To manage these entangled nuclear dynamics, the Indian Ocean must be reconceptualised as one continuous maritime theatre in which individual crises could trigger a larger chain of escalation. Doing so requires re-centring the ocean in nuclear threat assessments. The current international system is based on a “continental gaze” that dictates maritime policy based on the ocean’s proximity to the nearest coastline or landmass. An ocean-centric perspective instead defines the maritime domain on its own terms. The ocean is not a space between landmasses, but rather a place where international trade, fishing, oil drilling, environmental conservation, research exploration, subsea cable infrastructure, port development, law enforcement, search and rescue, and naval engagements all layer on top of one another.

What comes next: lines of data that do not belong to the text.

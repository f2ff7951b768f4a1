//! `close` - finish an executable document's lifecycle.
//!
//! The draft becomes the effective record of what was executed; ownership
//! is cleared and the document is terminal.

use crate::audit::{AuditEvent, AuditLog};
use crate::context::CommandContext;
use crate::docio;
use crate::error::QmsError;
use crate::meta;
use crate::workflow::{find_transition, Action};
use anyhow::Result;
use std::fs;

pub fn run(ctx: &CommandContext<'_>, doc_id: &str) -> Result<()> {
    ctx.require_permission("close")?;

    let doc = ctx.load_doc(doc_id)?;
    doc.require_draft_exists()?;
    doc.require_owner(&ctx.user)?;
    let mut doc_meta = doc.meta_cloned()?;

    let transition = find_transition(
        doc_meta.status,
        Action::Close,
        doc_meta.executable,
        doc_meta.phase(),
    )?;

    let (frontmatter, body) = docio::read_document(&doc.draft_path)?;
    docio::write_document_minimal(&doc.effective_path, &frontmatter, &body)?;
    fs::remove_file(&doc.draft_path).map_err(|e| QmsError::storage(&doc.draft_path, e))?;

    let from_status = doc_meta.status;
    let version = doc_meta.version.clone();
    doc_meta.approval(transition.to, None, transition.clears_owner);
    meta::write(ctx.project, &doc_meta)?;

    let log = AuditLog::open(ctx.project, doc_id, &doc.doc_type)?;
    log.append(&AuditEvent::close(&ctx.user, &version))?;
    log.append(&AuditEvent::status_change(
        &ctx.user,
        &version,
        from_status,
        transition.to,
    ))?;

    let workspace_path = ctx.project.workspace_path(&ctx.user, doc_id);
    if workspace_path.is_file() {
        fs::remove_file(&workspace_path).map_err(|e| QmsError::storage(&workspace_path, e))?;
    }

    println!("Closed: {doc_id}");
    println!("Location: {}", ctx.project.rel(&doc.effective_path));
    Ok(())
}
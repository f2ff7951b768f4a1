//! Task generation: structured review/approval prompts in assignee inboxes.
//!
//! Each routing or assignment event writes one task file per assignee at
//! `.claude/users/<user>/inbox/task-<doc>-<workflow>-v<dotted>.md`. The body
//! is rendered from the prompt configuration; the frontmatter carries the
//! task metadata. Re-routing the same version overwrites the same file, so
//! task creation is idempotent from the assignee's perspective.

use crate::docio;
use crate::error::QmsError;
use crate::meta::today;
use crate::project::{ensure_dir, Project};
use crate::prompts::{PromptConfig, PromptStore, TaskType};
use crate::workflow::WorkflowType;
use std::fs;
use std::path::PathBuf;

/// Task identifier: `task-<docId>-<workflow_lower>-v<version with dots dashed>`.
pub fn task_id(doc_id: &str, workflow: WorkflowType, version: &str) -> String {
    format!(
        "task-{doc_id}-{}-v{}",
        workflow.lower(),
        version.replace('.', "-")
    )
}

/// Everything needed to render one task file.
pub struct TaskSpec<'a> {
    pub doc_id: &'a str,
    pub doc_type: &'a str,
    pub title: &'a str,
    pub version: &'a str,
    pub workflow: WorkflowType,
    pub task_type: TaskType,
    pub assigned_by: &'a str,
    pub assignee: &'a str,
}

/// Writes the task file into the assignee's inbox, returning its path.
pub fn create_task(
    project: &Project,
    prompts: &mut PromptStore,
    spec: &TaskSpec<'_>,
) -> Result<PathBuf, QmsError> {
    let inbox = project.inbox_dir(spec.assignee);
    ensure_dir(&inbox)?;
    let id = task_id(spec.doc_id, spec.workflow, spec.version);
    let path = inbox.join(format!("{id}.md"));
    let config = prompts.config(spec.task_type, spec.workflow, spec.doc_type);
    let content = render(spec, &id, &config)?;
    fs::write(&path, content).map_err(|e| QmsError::storage(&path, e))?;
    Ok(path)
}

fn render(spec: &TaskSpec<'_>, id: &str, config: &PromptConfig) -> Result<String, QmsError> {
    let frontmatter = docio::mapping_from_pairs(&[
        ("task_id", id),
        ("task_type", spec.task_type.as_str()),
        ("workflow_type", spec.workflow.as_str()),
        ("doc_id", spec.doc_id),
        ("assigned_by", spec.assigned_by),
        ("assigned_date", &today()),
        ("version", spec.version),
    ]);

    let mut body = String::new();
    let action = match spec.task_type {
        TaskType::Review => "Review",
        TaskType::Approval => "Approval",
    };
    body.push_str(&format!(
        "# {action} Task: {} v{}\n\n",
        spec.doc_id, spec.version
    ));
    if !spec.title.is_empty() {
        body.push_str(&format!("**Title:** {}\n", spec.title));
    }
    body.push_str(&format!(
        "**Workflow:** {}\n**Assigned by:** {}\n\nRead the document first:\n\n    qms --user {} read {} --draft\n\n",
        spec.workflow.as_str(),
        spec.assigned_by,
        spec.assignee,
        spec.doc_id
    ));

    match spec.task_type {
        TaskType::Review => {
            body.push_str("## MANDATORY VERIFICATION CHECKLIST\n\n");
            body.push_str("Every row must be marked PASS / FAIL, with evidence.\n\n");
            body.push_str("| # | Category | Item | Result | Evidence |\n");
            body.push_str("|---|----------|------|--------|----------|\n");
            for (index, item) in config.checklist_items.iter().enumerate() {
                body.push_str(&format!(
                    "| {} | {} | {} | PASS / FAIL | {} |\n",
                    index + 1,
                    item.category,
                    item.item,
                    item.evidence_prompt
                ));
            }
        }
        TaskType::Approval => {
            body.push_str("## PRE-APPROVAL CHECKLIST\n\n");
            body.push_str("Every row must be answered YES / NO.\n\n");
            body.push_str("| # | Category | Item | Answer |\n");
            body.push_str("|---|----------|------|--------|\n");
            for (index, item) in config.checklist_items.iter().enumerate() {
                body.push_str(&format!(
                    "| {} | {} | {} | YES / NO |\n",
                    index + 1,
                    item.category,
                    item.item
                ));
            }
        }
    }

    if !config.critical_reminders.is_empty() {
        body.push_str("\n## CRITICAL REMINDERS\n\n");
        for reminder in &config.critical_reminders {
            body.push_str(&format!("- {reminder}\n"));
        }
    }

    for section in &config.additional_sections {
        body.push_str(&format!("\n## {}\n\n{}\n", section.title, section.content));
    }

    body.push_str("\n## Respond\n\n");
    match spec.task_type {
        TaskType::Review => {
            body.push_str(&format!(
                "When every row is PASS:\n\n    qms --user {} review {} --recommend --comment \"...\"\n\n",
                spec.assignee, spec.doc_id
            ));
            body.push_str(&format!(
                "If any row is FAIL:\n\n    qms --user {} review {} --request-updates --comment \"...\"\n",
                spec.assignee, spec.doc_id
            ));
        }
        TaskType::Approval => {
            body.push_str(&format!(
                "To approve:\n\n    qms --user {} approve {}\n\n",
                spec.assignee, spec.doc_id
            ));
            body.push_str(&format!(
                "To reject:\n\n    qms --user {} reject {} --comment \"...\"\n",
                spec.assignee, spec.doc_id
            ));
        }
    }

    docio::render_document(&frontmatter, &body)
}

/// Deletes the caller's task files for a document. Returns how many were
/// removed.
pub fn delete_user_tasks(project: &Project, user: &str, doc_id: &str) -> Result<usize, QmsError> {
    delete_matching(project, &[user.to_string()], doc_id, false)
}

/// Deletes every pending approval task for a document across all inboxes.
pub fn delete_approval_tasks(project: &Project, doc_id: &str) -> Result<usize, QmsError> {
    delete_matching(project, &project.user_dirs(), doc_id, true)
}

/// Deletes every task for a document across all inboxes (cancellation).
pub fn delete_all_tasks(project: &Project, doc_id: &str) -> Result<usize, QmsError> {
    delete_matching(project, &project.user_dirs(), doc_id, false)
}

fn delete_matching(
    project: &Project,
    users: &[String],
    doc_id: &str,
    approval_only: bool,
) -> Result<usize, QmsError> {
    let prefix = format!("task-{doc_id}-");
    let mut removed = 0;
    for user in users {
        let inbox = project.inbox_dir(user);
        let Ok(entries) = fs::read_dir(&inbox) else {
            continue;
        };
        for entry in entries.flatten() {
            let name = entry.file_name();
            let Some(name) = name.to_str() else { continue };
            if !name.starts_with(&prefix) || !name.ends_with(".md") {
                continue;
            }
            if approval_only && !name.contains("approval") {
                continue;
            }
            let path = entry.path();
            fs::remove_file(&path).map_err(|e| QmsError::storage(&path, e))?;
            removed += 1;
        }
    }
    Ok(removed)
}

#[cfg(test)]
mod tests {
    use super::*;

    use tempfile::tempdir;

    fn spec<'a>(assignee: &'a str, workflow: WorkflowType, task_type: TaskType) -> TaskSpec<'a> {
        TaskSpec {
            doc_id: "SOP-001",
            doc_type: "SOP",
            title: "Cleaning",
            version: "0.1",
            workflow,
            task_type,
            assigned_by: "claude",
            assignee,
        }
    }

    #[test]
    fn task_id_encodes_doc_workflow_and_version() {
        assert_eq!(
            task_id("SOP-001", WorkflowType::Review, "0.1"),
            "task-SOP-001-review-v0-1"
        );
        assert_eq!(
            task_id("CR-001", WorkflowType::PreApproval, "1.0"),
            "task-CR-001-pre_approval-v1-0"
        );
    }

    #[test]
    fn review_task_renders_checklist_and_commands() {
        let dir = tempdir().unwrap();
        let project = Project::at(dir.path());
        let mut prompts = PromptStore::new(&project);
        let path = create_task(
            &project,
            &mut prompts,
            &spec("qa", WorkflowType::Review, TaskType::Review),
        )
        .unwrap();

        let content = fs::read_to_string(&path).unwrap();
        assert!(content.contains("task_id: task-SOP-001-review-v0-1"));
        assert!(content.contains("task_type: REVIEW"));
        assert!(content.contains("MANDATORY VERIFICATION CHECKLIST"));
        assert!(content.contains("PASS / FAIL"));
        assert!(content.contains("CRITICAL REMINDERS"));
        assert!(content.contains("qms --user qa review SOP-001 --recommend"));
        assert!(content.contains("--request-updates"));
    }

    #[test]
    fn approval_task_renders_approve_and_reject_commands() {
        let dir = tempdir().unwrap();
        let project = Project::at(dir.path());
        let mut prompts = PromptStore::new(&project);
        let path = create_task(
            &project,
            &mut prompts,
            &spec("qa", WorkflowType::Approval, TaskType::Approval),
        )
        .unwrap();

        let content = fs::read_to_string(&path).unwrap();
        assert!(content.contains("task_type: APPROVAL"));
        assert!(content.contains("PRE-APPROVAL CHECKLIST"));
        assert!(content.contains("YES / NO"));
        assert!(content.contains("qms --user qa approve SOP-001"));
        assert!(content.contains("qms --user qa reject SOP-001 --comment"));
    }

    #[test]
    fn rerouting_overwrites_the_same_task_file() {
        let dir = tempdir().unwrap();
        let project = Project::at(dir.path());
        let mut prompts = PromptStore::new(&project);
        let s = spec("qa", WorkflowType::Review, TaskType::Review);
        let first = create_task(&project, &mut prompts, &s).unwrap();
        let second = create_task(&project, &mut prompts, &s).unwrap();
        assert_eq!(first, second);
        let entries: Vec<_> = fs::read_dir(project.inbox_dir("qa")).unwrap().collect();
        assert_eq!(entries.len(), 1);
    }

    #[test]
    fn delete_user_tasks_only_touches_that_user() {
        let dir = tempdir().unwrap();
        let project = Project::at(dir.path());
        let mut prompts = PromptStore::new(&project);
        create_task(
            &project,
            &mut prompts,
            &spec("qa", WorkflowType::Review, TaskType::Review),
        )
        .unwrap();
        create_task(
            &project,
            &mut prompts,
            &spec("lead", WorkflowType::Review, TaskType::Review),
        )
        .unwrap();

        let removed = delete_user_tasks(&project, "qa", "SOP-001").unwrap();
        assert_eq!(removed, 1);
        assert!(fs::read_dir(project.inbox_dir("qa")).unwrap().next().is_none());
        assert!(fs::read_dir(project.inbox_dir("lead")).unwrap().next().is_some());
    }

    #[test]
    fn delete_approval_tasks_spares_review_tasks() {
        let dir = tempdir().unwrap();
        let project = Project::at(dir.path());
        let mut prompts = PromptStore::new(&project);
        create_task(
            &project,
            &mut prompts,
            &spec("qa", WorkflowType::Approval, TaskType::Approval),
        )
        .unwrap();
        create_task(
            &project,
            &mut prompts,
            &spec("lead", WorkflowType::Review, TaskType::Review),
        )
        .unwrap();

        let removed = delete_approval_tasks(&project, "SOP-001").unwrap();
        assert_eq!(removed, 1);
        assert!(fs::read_dir(project.inbox_dir("lead")).unwrap().next().is_some());
    }
}
//! QMS - a local, file-backed quality management system CLI.
//!
//! Single-actor model: one command invocation runs to completion and
//! exits before another starts. There are no locks and no daemon; every
//! command is a straight-line sequence of filesystem operations ordered so
//! that state after a partial failure is recoverable from metadata plus the
//! audit log.

mod audit;
mod cli;
mod commands;
mod context;
mod docio;
mod error;
mod identity;
mod meta;
mod project;
mod prompts;
mod registry;
mod tasks;
mod templates;
mod version;
mod workflow;

use anyhow::{Context, Result};
use clap::error::ErrorKind;
use clap::Parser;
use cli::{Cli, Command, NamespaceAction};
use context::CommandContext;
use error::QmsError;
use project::Project;
use registry::Registry;
use std::process::ExitCode;

fn main() -> ExitCode {
    let cli = match Cli::try_parse() {
        Ok(cli) => cli,
        Err(e) => {
            // --help/--version print and succeed; anything else is a usage
            // error and exits 1 after the help text.
            let code = match e.kind() {
                ErrorKind::DisplayHelp | ErrorKind::DisplayVersion => ExitCode::SUCCESS,
                _ => ExitCode::FAILURE,
            };
            let _ = e.print();
            return code;
        }
    };

    match run(cli) {
        Ok(()) => ExitCode::SUCCESS,
        Err(e) => {
            eprintln!("Error: {e}");
            if let Some(qms_error) = e.downcast_ref::<QmsError>() {
                if let Some(hint) = qms_error.hint() {
                    eprintln!("{hint}");
                }
            }
            ExitCode::FAILURE
        }
    }
}

fn run(cli: Cli) -> Result<()> {
    let cwd = std::env::current_dir().context("cannot determine working directory")?;

    if let Command::Init = cli.command {
        return commands::init::run(&cwd);
    }

    let project = Project::discover(&cwd)?;
    let registry = Registry::load(&project)?;
    let ctx = CommandContext::authenticate(&project, &registry, cli.user.as_deref())?;

    match cli.command {
        Command::Create {
            doc_type,
            title,
            parent,
            name,
        } => commands::create::run(
            &ctx,
            &commands::create::CreateArgs {
                doc_type,
                title,
                parent,
                name,
            },
        ),
        Command::Read {
            doc_id,
            version,
            draft,
        } => commands::read::run(&ctx, &doc_id, version.as_deref(), draft),
        Command::Checkout { doc_id } => commands::checkout::run(&ctx, &doc_id),
        Command::Checkin { doc_id } => commands::checkin::run(&ctx, &doc_id),
        Command::Route {
            doc_id,
            review,
            approval,
            assign,
            retire,
        } => commands::route::run(
            &ctx,
            &commands::route::RouteArgs {
                doc_id,
                review,
                approval,
                assign,
                retire,
            },
        ),
        Command::Assign { doc_id, assignees } => commands::assign::run(&ctx, &doc_id, &assignees),
        Command::Review {
            doc_id,
            recommend,
            request_updates,
            comment,
        } => commands::review::run(
            &ctx,
            &commands::review::ReviewArgs {
                doc_id,
                recommend,
                request_updates,
                comment,
            },
        ),
        Command::Approve { doc_id } => commands::approve::run(&ctx, &doc_id),
        Command::Reject { doc_id, comment } => {
            commands::reject::run(&ctx, &doc_id, comment.as_deref())
        }
        Command::Release { doc_id } => commands::release::run(&ctx, &doc_id),
        Command::Revert { doc_id, reason } => {
            commands::revert::run(&ctx, &doc_id, reason.as_deref())
        }
        Command::Close { doc_id } => commands::close::run(&ctx, &doc_id),
        Command::Cancel { doc_id, confirm } => commands::cancel::run(&ctx, &doc_id, confirm),
        Command::Fix { doc_id } => commands::fix::run(&ctx, &doc_id),
        Command::Status { doc_id } => commands::status::run(&ctx, &doc_id),
        Command::Inbox => commands::inbox::run(&ctx),
        Command::Workspace => commands::workspace::run(&ctx),
        Command::History { doc_id } => commands::history::run(&ctx, &doc_id),
        Command::Comments { doc_id, version } => {
            commands::comments::run(&ctx, &doc_id, version.as_deref())
        }
        Command::Init => unreachable!("handled before project discovery"),
        Command::Namespace { action } => match action {
            NamespaceAction::List => commands::namespace::list(&ctx),
            NamespaceAction::Add { name } => commands::namespace::add(&ctx, &name),
        },
        Command::User { add, group, list } => {
            if let Some(user) = add {
                commands::user::add(&ctx, &user, group.as_deref())
            } else if list {
                commands::user::list(&ctx)
            } else {
                anyhow::bail!("specify --add <user> --group <group> or --list")
            }
        }
        Command::Migrate => commands::migrate::run(&ctx),
        Command::VerifyMigration => commands::verify_migration::run(&ctx),
    }
}

#[cfg(test)]
#[path = "tests/scenario_tests.rs"]
mod scenario_tests;
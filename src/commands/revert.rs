//! `revert` - return a post-reviewed executable document to execution.

use crate::audit::{AuditEvent, AuditLog};
use crate::context::CommandContext;
use crate::error::QmsError;
use crate::meta;
use crate::workflow::{find_transition, Action};
use anyhow::Result;

pub fn run(ctx: &CommandContext<'_>, doc_id: &str, reason: Option<&str>) -> Result<()> {
    ctx.require_permission("revert")?;

    let reason = reason
        .filter(|r| !r.trim().is_empty())
        .ok_or_else(|| QmsError::CommentRequired {
            flag: "reason".to_string(),
        })?;

    let doc = ctx.load_doc(doc_id)?;
    doc.require_draft_exists()?;
    doc.require_owner(&ctx.user)?;
    let mut doc_meta = doc.meta_cloned()?;

    let transition = find_transition(
        doc_meta.status,
        Action::Revert,
        doc_meta.executable,
        doc_meta.phase(),
    )?;

    let from_status = doc_meta.status;
    let version = doc_meta.version.clone();
    doc_meta.status = transition.to;
    meta::write(ctx.project, &doc_meta)?;

    let log = AuditLog::open(ctx.project, doc_id, &doc.doc_type)?;
    log.append(&AuditEvent::revert(&ctx.user, &version, reason))?;
    log.append(&AuditEvent::status_change(
        &ctx.user,
        &version,
        from_status,
        transition.to,
    ))?;

    println!("Reverted: {doc_id}");
    println!("Status: {from_status} -> {}", transition.to);
    println!("Reason: {reason}");
    Ok(())
}
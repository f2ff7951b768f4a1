//! `inbox` - list the caller's pending tasks. Strictly caller-scoped.

use crate::context::CommandContext;
use crate::docio;
use anyhow::Result;
use std::fs;

pub fn run(ctx: &CommandContext<'_>) -> Result<()> {
    ctx.require_permission("inbox")?;

    let inbox = ctx.project.inbox_dir(&ctx.user);
    let mut tasks: Vec<_> = match fs::read_dir(&inbox) {
        Ok(entries) => entries
            .flatten()
            .map(|e| e.path())
            .filter(|p| p.extension().is_some_and(|ext| ext == "md"))
            .collect(),
        Err(_) => Vec::new(),
    };
    tasks.sort();

    if tasks.is_empty() {
        println!("Inbox is empty");
        return Ok(());
    }

    println!("Inbox for {}:", ctx.user);
    println!("{}", "-".repeat(60));
    for path in tasks {
        let (frontmatter, _) = docio::read_document(&path)?;
        let field = |key: &str| docio::get_str(&frontmatter, key).unwrap_or("?").to_string();
        println!("  [{}] {}", field("task_type"), field("doc_id"));
        println!("    Workflow: {}", field("workflow_type"));
        println!("    From: {}", field("assigned_by"));
        println!("    Date: {}", field("assigned_date"));
        println!();
    }
    Ok(())
}
//! Metadata store: authoritative workflow state per document.
//!
//! One JSON file per document under `QMS/.meta/<type>/<id>.json`, managed
//! entirely by the CLI and never edited by authors. Reads tolerate missing
//! files (pre-migration documents); writes go through a temp-file-then-rename
//! so a crash never leaves a half-written record.
//!
//! The mutation helpers are the only sanctioned ways to change workflow
//! state; commands compose them with the transition table in `workflow`.

use crate::audit::{AuditEvent, EventKind, ReviewOutcome};
use crate::error::QmsError;
use crate::project::{ensure_dir, Project};
use crate::workflow::{ExecutionPhase, Status};
use serde::{Deserialize, Serialize};
use std::fs;

/// Workflow state of one document.
#[derive(Debug, Clone, Serialize, Deserialize)]
pub struct DocMeta {
    pub doc_id: String,
    pub doc_type: String,
    pub version: String,
    pub status: Status,
    pub executable: bool,
    pub execution_phase: Option<ExecutionPhase>,
    pub responsible_user: Option<String>,
    pub checked_out: bool,
    pub checked_out_date: Option<String>,
    pub effective_version: Option<String>,
    pub supersedes: Option<String>,
    #[serde(default)]
    pub pending_assignees: Vec<String>,
    #[serde(default, skip_serializing_if = "std::ops::Not::not")]
    pub retiring: bool,
    /// Unknown keys are preserved across read/write round-trips.
    #[serde(flatten)]
    pub extra: serde_json::Map<String, serde_json::Value>,
}

/// Today's date in `YYYY-MM-DD`, used for checkout and assignment dates.
pub fn today() -> String {
    chrono::Local::now().date_naive().to_string()
}

impl DocMeta {
    /// Initial metadata for a freshly created document. The creator owns it
    /// and has it checked out.
    pub fn initial(doc_id: &str, doc_type: &str, executable: bool, creator: &str) -> Self {
        DocMeta {
            doc_id: doc_id.to_string(),
            doc_type: doc_type.to_string(),
            version: "0.1".to_string(),
            status: Status::Draft,
            executable,
            execution_phase: executable.then_some(ExecutionPhase::PreRelease),
            responsible_user: Some(creator.to_string()),
            checked_out: true,
            checked_out_date: Some(today()),
            effective_version: None,
            supersedes: None,
            pending_assignees: Vec::new(),
            retiring: false,
            extra: serde_json::Map::new(),
        }
    }

    /// Metadata reconstructed for a document that predates the metadata
    /// store (unclaimed, not checked out). Used by migration and by
    /// checkout of pre-migration drafts.
    pub fn legacy(
        doc_id: &str,
        doc_type: &str,
        executable: bool,
        version: &str,
        status: Status,
    ) -> Self {
        DocMeta {
            doc_id: doc_id.to_string(),
            doc_type: doc_type.to_string(),
            version: version.to_string(),
            status,
            executable,
            execution_phase: executable.then(|| crate::workflow::infer_phase(status)),
            responsible_user: None,
            checked_out: false,
            checked_out_date: None,
            effective_version: matches!(status, Status::Effective | Status::Closed)
                .then(|| version.to_string()),
            supersedes: None,
            pending_assignees: Vec::new(),
            retiring: false,
            extra: serde_json::Map::new(),
        }
    }

    /// The effective execution phase: the stored value wins, falling back to
    /// inference from the status for legacy records.
    pub fn phase(&self) -> Option<ExecutionPhase> {
        if !self.executable {
            return None;
        }
        Some(
            self.execution_phase
                .unwrap_or_else(|| crate::workflow::infer_phase(self.status)),
        )
    }

    /// Checkout: takes ownership, optionally bumping to a new draft version.
    pub fn checkout(&mut self, user: &str, new_version: Option<String>) {
        self.responsible_user = Some(user.to_string());
        self.checked_out = true;
        self.checked_out_date = Some(today());
        if let Some(version) = new_version {
            self.version = version;
        }
    }

    /// Checkin: releases the checkout but keeps ownership and execution
    /// phase. A checkin from a reviewed state reverts to DRAFT and clears
    /// pending assignees, since the edit invalidates the prior review.
    pub fn checkin(&mut self) {
        self.checked_out = false;
        self.checked_out_date = None;
        if matches!(
            self.status,
            Status::Reviewed | Status::PreReviewed | Status::PostReviewed
        ) {
            self.status = Status::Draft;
            self.pending_assignees.clear();
        }
    }

    /// Routing: enters the target workflow state with the given assignees.
    pub fn route(&mut self, target: Status, assignees: Vec<String>) {
        self.status = target;
        self.pending_assignees = assignees;
    }

    /// Records one assignee's review submission. Removes the user from the
    /// pending set and, when a completion status is supplied, transitions.
    pub fn review_complete(&mut self, user: &str, new_status: Option<Status>) {
        self.pending_assignees.retain(|u| u != user);
        if let Some(status) = new_status {
            self.status = status;
        }
    }

    /// Approval-family transition (approve, reject, effective, retire).
    /// Clears pending assignees; when `clear_owner` is set the document
    /// leaves draft life: ownership and checkout are cleared and the new
    /// version becomes the effective version.
    pub fn approval(&mut self, new_status: Status, new_version: Option<String>, clear_owner: bool) {
        self.status = new_status;
        self.pending_assignees.clear();
        if let Some(version) = new_version {
            self.version = version;
        }
        if clear_owner {
            self.responsible_user = None;
            self.checked_out = false;
            self.checked_out_date = None;
            self.effective_version = Some(self.version.clone());
        }
    }
}

/// Reads a document's metadata; `None` when no record exists yet.
pub fn read(project: &Project, doc_id: &str, doc_type: &str) -> Result<Option<DocMeta>, QmsError> {
    let path = project.meta_path(doc_id, doc_type);
    if !path.is_file() {
        return Ok(None);
    }
    let content = fs::read_to_string(&path).map_err(|e| QmsError::storage(&path, e))?;
    let meta = serde_json::from_str(&content).map_err(|e| QmsError::storage(&path, e))?;
    Ok(Some(meta))
}

/// Writes a document's metadata atomically (temp sibling + rename).
pub fn write(project: &Project, meta: &DocMeta) -> Result<(), QmsError> {
    debug_assert!(
        Status::valid_for(meta.executable).contains(&meta.status),
        "status {} is invalid for executable={}",
        meta.status,
        meta.executable
    );
    let dir = project.meta_dir(&meta.doc_type);
    ensure_dir(&dir)?;
    let path = project.meta_path(&meta.doc_id, &meta.doc_type);
    let content =
        serde_json::to_string_pretty(meta).map_err(|e| QmsError::storage(&path, e))?;
    let tmp = path.with_extension("json.tmp");
    fs::write(&tmp, content).map_err(|e| QmsError::storage(&tmp, e))?;
    fs::rename(&tmp, &path).map_err(|e| QmsError::storage(&path, e))?;
    Ok(())
}

/// Approval gate: routing to approval requires that the review cycle for the
/// current version completed with no UPDATES_REQUIRED outcome.
///
/// The cycle is the set of REVIEW events for the current version recorded
/// after the most recent ROUTE_REVIEW. An empty cycle or any
/// UPDATES_REQUIRED closes the gate.
pub fn check_approval_gate(meta: &DocMeta, events: &[AuditEvent]) -> Result<(), QmsError> {
    let cycle_start = events
        .iter()
        .rposition(|e| e.event == EventKind::RouteReview)
        .map(|i| i + 1)
        .unwrap_or(0);
    let mut reviewed = false;
    for event in events.iter().skip(cycle_start) {
        if event.event != EventKind::Review || event.version != meta.version {
            continue;
        }
        reviewed = true;
        if event.outcome == Some(ReviewOutcome::UpdatesRequired) {
            return Err(QmsError::ApprovalGateClosed);
        }
    }
    if !reviewed {
        return Err(QmsError::ApprovalGateClosed);
    }
    Ok(())
}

Recognising the Indian Ocean as a unified, contested, and nuclearised space is just the first step in preventing regional escalations. Policy makers around the world must develop crisis communication mechanisms that reflect the realities of strategic signals at sea. This could include new agreements to manage unplanned encounters between militaries, and new channels for early warnings about missile tests and bomber patrols among nuclear-capable states operating across the region. These mechanisms must be inclusive of both regional and external actors and tailored to the dynamics of maritime deterrence. Without them, the risk of escalation—triggered by a misunderstood patrol, an ambiguous bomber flight, or an unexpected missile test—will continue to grow.